Gonad growth in the sea urchin, Strongylocentrotus purpuratus (Stimpson) (echinodermata: Echinoidea) and the assumptions of gonad index methods

In central Oregon intertidal populations, the echinoid Strongylocentrotus purpuratus (Stimpson) first begins to produce mature gametes at a diameter of 25 mm during the second year of its life. All individuals above 40 mm in diameter have mature gametes during the mid-winter spawning season.

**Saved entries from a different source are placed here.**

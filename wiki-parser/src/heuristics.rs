//! Line classification heuristics for quote pages.

use std::sync::LazyLock;

use regex::Regex;
use serde::Serialize;

/// Lines longer than this are never treated as cast listings.
const CAST_LINE_MAX_CHARS: usize = 220;

/// A prefix at least this long is prose, not a speaker name.
const SPEAKER_MAX_CHARS: usize = 40;

/// Canonical speaker separator after dash normalization.
const SPEAKER_SEPARATOR: &str = " \u{2014} ";

/// Fixed phrases from external-link sections at the bottom of quote pages.
const EXTERNAL_LINK_BOILERPLATE: &[&str] = &[
    "quotes at the internet movie database",
    "seinfeldscripts.com",
];

static CAST_LINE_RE: LazyLock<Regex> = LazyLock::new(|| {
    Regex::new(r"^[A-Za-zÀ-ÿ .,'’\-()]+–[A-Za-zÀ-ÿ .,'’\-()]+$").expect("cast line pattern")
});
static NUMERIC_RE: LazyLock<Regex> = LazyLock::new(|| Regex::new(r"^\d+$").expect("numeric"));
static ORDINAL_RE: LazyLock<Regex> =
    LazyLock::new(|| Regex::new(r"^(?:season|episode)\s+\d+").expect("ordinal pattern"));
static NUMBERED_HEADING_RE: LazyLock<Regex> =
    LazyLock::new(|| Regex::new(r"\[\d+\.\d+\]").expect("numbered heading pattern"));
static TITLED_HEADING_RE: LazyLock<Regex> =
    LazyLock::new(|| Regex::new(r"(?i)the .*?\(.*?\)").expect("titled heading pattern"));
static DASH_RE: LazyLock<Regex> =
    LazyLock::new(|| Regex::new(r"\s+[\x{2013}\x{2014}\x{2015}]\s+").expect("dash pattern"));

/// True for lines that list an actor and their role (`Actor – Character`), bare
/// numbers, and empty lines.
pub fn looks_like_cast_line(text: &str) -> bool {
    let trimmed = text.trim();
    if trimmed.is_empty() {
        return true;
    }
    if trimmed.chars().count() > CAST_LINE_MAX_CHARS {
        return false;
    }
    NUMERIC_RE.is_match(trimmed) || CAST_LINE_RE.is_match(trimmed)
}

/// True for page navigation and external-link boilerplate.
pub fn looks_like_navigation(text: &str) -> bool {
    let lowered = text.trim().to_lowercase();
    if lowered.is_empty() {
        return true;
    }
    if lowered.contains("seasons") && lowered.contains("main") {
        return true;
    }
    if EXTERNAL_LINK_BOILERPLATE
        .iter()
        .any(|phrase| lowered.contains(phrase))
    {
        return true;
    }
    ORDINAL_RE.is_match(&lowered) || lowered.starts_with("external links")
}

/// Either check rejects the line.
pub fn is_boilerplate(text: &str) -> bool {
    looks_like_cast_line(text) || looks_like_navigation(text)
}

/// Episode headings carry a `[season.episode]` marker or read like
/// `The Something (…)`.
pub fn is_episode_heading(text: &str) -> bool {
    NUMBERED_HEADING_RE.is_match(text) || TITLED_HEADING_RE.is_match(text)
}

/// A quote line split into its speaker and spoken text.
#[derive(Debug, Clone, PartialEq, Eq, Serialize)]
pub struct SpeakerLine {
    /// Attributed speaker, empty when unknown.
    pub speaker: String,
    /// Quote body.
    pub text: String,
}

/// Splits `Speaker — text` or `Speaker: text` into its parts.
///
/// Dash-like separators are normalized first. A prefix of 40 characters or more
/// is not a speaker, so the whole line becomes text.
pub fn split_speaker(raw: &str) -> SpeakerLine {
    let normalized = DASH_RE.replace_all(raw, SPEAKER_SEPARATOR);
    if let Some((speaker, rest)) = normalized.split_once(SPEAKER_SEPARATOR) {
        if speaker.chars().count() < SPEAKER_MAX_CHARS {
            return SpeakerLine {
                speaker: speaker.trim().to_string(),
                text: rest.trim().to_string(),
            };
        }
    }
    if let Some((speaker, rest)) = raw.split_once(':') {
        if speaker.chars().count() < SPEAKER_MAX_CHARS {
            return SpeakerLine {
                speaker: speaker.trim().to_string(),
                text: rest.trim().to_string(),
            };
        }
    }
    SpeakerLine {
        speaker: String::new(),
        text: raw.trim().to_string(),
    }
}
use std::fs;
use std::path::PathBuf;
use std::process;

use anyhow::{Context, Result};
use clap::Parser;
use showcrawl::controls::init_tracing;
use showcrawl::{validate, RecordKind};
use tracing::info;

#[derive(Parser, Debug)]
#[command(
    name = "showcrawl-validate",
    about = "Check a published dataset against its record schema"
)]
struct ValidateCli {
    /// Dataset to check
    #[arg(default_value = "data/quotes.json")]
    path: PathBuf,

    /// Record schema the dataset follows
    #[arg(long, value_enum, default_value_t = RecordKind::Quotes)]
    kind: RecordKind,
}

fn main() -> Result<()> {
    let cli = ValidateCli::parse();
    init_tracing(false);

    let raw = fs::read_to_string(&cli.path)
        .with_context(|| format!("failed to read {:?}", cli.path))?;
    let dataset: serde_json::Value = serde_json::from_str(&raw)
        .with_context(|| format!("{:?} is not valid JSON", cli.path))?;

    match validate(cli.kind, &dataset) {
        Ok(()) => {
            let entries = dataset.as_array().map_or(0, Vec::len);
            info!(entries, kind = %cli.kind, "validation passed");
            Ok(())
        }
        Err(violations) => {
            for violation in &violations {
                eprintln!("{violation}");
            }
            eprintln!("{} violation(s) in {:?}", violations.len(), cli.path);
            process::exit(1);
        }
    }
}
//! DOM traversal helpers over `scraper` documents.

use scraper::{node::Node, ElementRef, Html, Selector};

/// Tags whose text never contributes to extracted content.
const IGNORE_TAGS: &[&str] = &["script", "style", "noscript", "sup"];

/// Navigation and reference chrome stripped before quote extraction.
const CHROME_CLASSES: &[&str] = &[
    "catlinks",
    "mw-editsection",
    "mw-references-wrap",
    "navbox",
    "navbox-inner",
    "reference",
    "references",
    "reflist",
    "toc",
    "vertical-navbox",
];

const CHROME_CLASS_PREFIXES: &[&str] = &["vector-toc", "toclimit-"];

const HEADING_TAGS: &[&str] = &["h2", "h3", "h4"];

/// Picks the element holding the article body, falling back to `body` and then
/// the document root.
pub(crate) fn select_content_root(document: &Html) -> ElementRef<'_> {
    let selectors = [
        "#mw-content-text .mw-parser-output",
        "#mw-content-text",
        "body .mw-parser-output",
        "body",
    ];
    for selector in selectors {
        let parsed = Selector::parse(selector).expect("valid selector");
        if let Some(node) = document.select(&parsed).next() {
            return node;
        }
    }
    document.root_element()
}

pub(crate) fn is_chrome(element: &scraper::node::Element) -> bool {
    let tag_name = element.name();
    if tag_name == "body" || tag_name == "html" {
        return false;
    }
    if IGNORE_TAGS.contains(&tag_name) {
        return true;
    }
    element.classes().any(|class_name| {
        CHROME_CLASSES.contains(&class_name)
            || CHROME_CLASS_PREFIXES
                .iter()
                .any(|prefix| class_name.starts_with(prefix))
    })
}

pub(crate) fn has_chrome_ancestor(node: &ElementRef<'_>) -> bool {
    if is_chrome(node.value()) {
        return true;
    }
    node.ancestors()
        .filter_map(ElementRef::wrap)
        .any(|ancestor| is_chrome(ancestor.value()))
}

/// Appends the visible text of `element`, skipping chrome subtrees. `<br>` becomes
/// a newline so multi-line list items can be split later.
pub(crate) fn collect_text(element: ElementRef<'_>, out: &mut String) {
    for child in element.children() {
        match child.value() {
            Node::Text(text) => out.push_str(text),
            Node::Element(inner) => {
                if inner.name() == "br" {
                    out.push('\n');
                    continue;
                }
                if is_chrome(inner) {
                    continue;
                }
                if let Some(child) = ElementRef::wrap(child) {
                    collect_text(child, out);
                }
            }
            _ => {}
        }
    }
}

pub(crate) fn visible_text(element: ElementRef<'_>) -> String {
    let mut buf = String::new();
    collect_text(element, &mut buf);
    buf
}

pub(crate) fn is_heading(element: &ElementRef<'_>) -> bool {
    HEADING_TAGS.contains(&element.value().name())
}

/// Newer MediaWiki skins wrap each heading in `<div class="mw-heading">`.
pub(crate) fn is_heading_wrapper(element: &ElementRef<'_>) -> bool {
    element.value().classes().any(|class| class == "mw-heading")
}

/// The element whose siblings make up a heading's section: the wrapper div when
/// present, otherwise the heading itself.
pub(crate) fn heading_anchor<'a>(heading: ElementRef<'a>) -> ElementRef<'a> {
    heading
        .parent()
        .and_then(ElementRef::wrap)
        .filter(is_heading_wrapper)
        .unwrap_or(heading)
}

/// Returns the heading element carried by a sibling, looking inside heading wrappers.
pub(crate) fn sibling_heading<'a>(sibling: ElementRef<'a>) -> Option<ElementRef<'a>> {
    if is_heading(&sibling) {
        return Some(sibling);
    }
    if is_heading_wrapper(&sibling) {
        return sibling
            .children()
            .filter_map(ElementRef::wrap)
            .find(is_heading);
    }
    None
}

#[cfg(test)]
mod tests {
    use super::*;

    #[test]
    fn falls_back_to_body_without_content_div() {
        let document = Html::parse_document("<body><p>Body text</p></body>");
        assert_eq!(select_content_root(&document).value().name(), "body");
    }

    #[test]
    fn visible_text_skips_chrome() {
        let document = Html::parse_document(
            r#"<div id="mw-content-text"><p>Keep<sup>[1]</sup> this<span class="mw-editsection">[edit]</span><br>next</p></div>"#,
        );
        let root = select_content_root(&document);
        assert_eq!(visible_text(root), "Keep this\nnext");
    }

    #[test]
    fn anchors_wrapped_headings() {
        let document = Html::parse_document(
            r#"<div id="mw-content-text"><div class="mw-heading mw-heading3"><h3>The Pen</h3></div><ul><li>x</li></ul></div>"#,
        );
        let selector = Selector::parse("h3").expect("selector");
        let heading = document.select(&selector).next().expect("heading");
        let anchor = heading_anchor(heading);
        assert!(is_heading_wrapper(&anchor));
        assert_eq!(sibling_heading(anchor).map(|h| h.value().name()), Some("h3"));
    }
}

Gonad size increases rapidly relative to body size until the animals are ≈45 mm in diameter and have a total dry weight of ≈ 15 g. The ratio of gonad to body size reaches its maximum in animals between 40 mm and 50 mm in diameter; thereafter the ratio drops slightly with increasing size. The curvilinear relation between gonad size and body size is not related to a relative difference in body proportions with size. Internal volume, height, and diameter increase linearly with size. Body proportions did not differ between the two populations studied. Differences between populations in the ratio of gonad to body size extend to all sizes in the populations and the direction but not the amount of the difference is consistent from year to year. These differences between habitats are probably related to food supply. The use of gonad ratio methods to normalize gonad size assumes that, within a given population, animals of different body size have the same ratio of gonad size to body size. This assumption is not correct for four species of sea urchins. Gonad index or ratio methods are useful for comparing animals of the same size through time within a population or from different habitats. Restriction of the size range of animals used and use of samples of sufficient size permit gonad ratios to be used to assess the capacity of different habitats to support gonad production in sea urchins and other animals.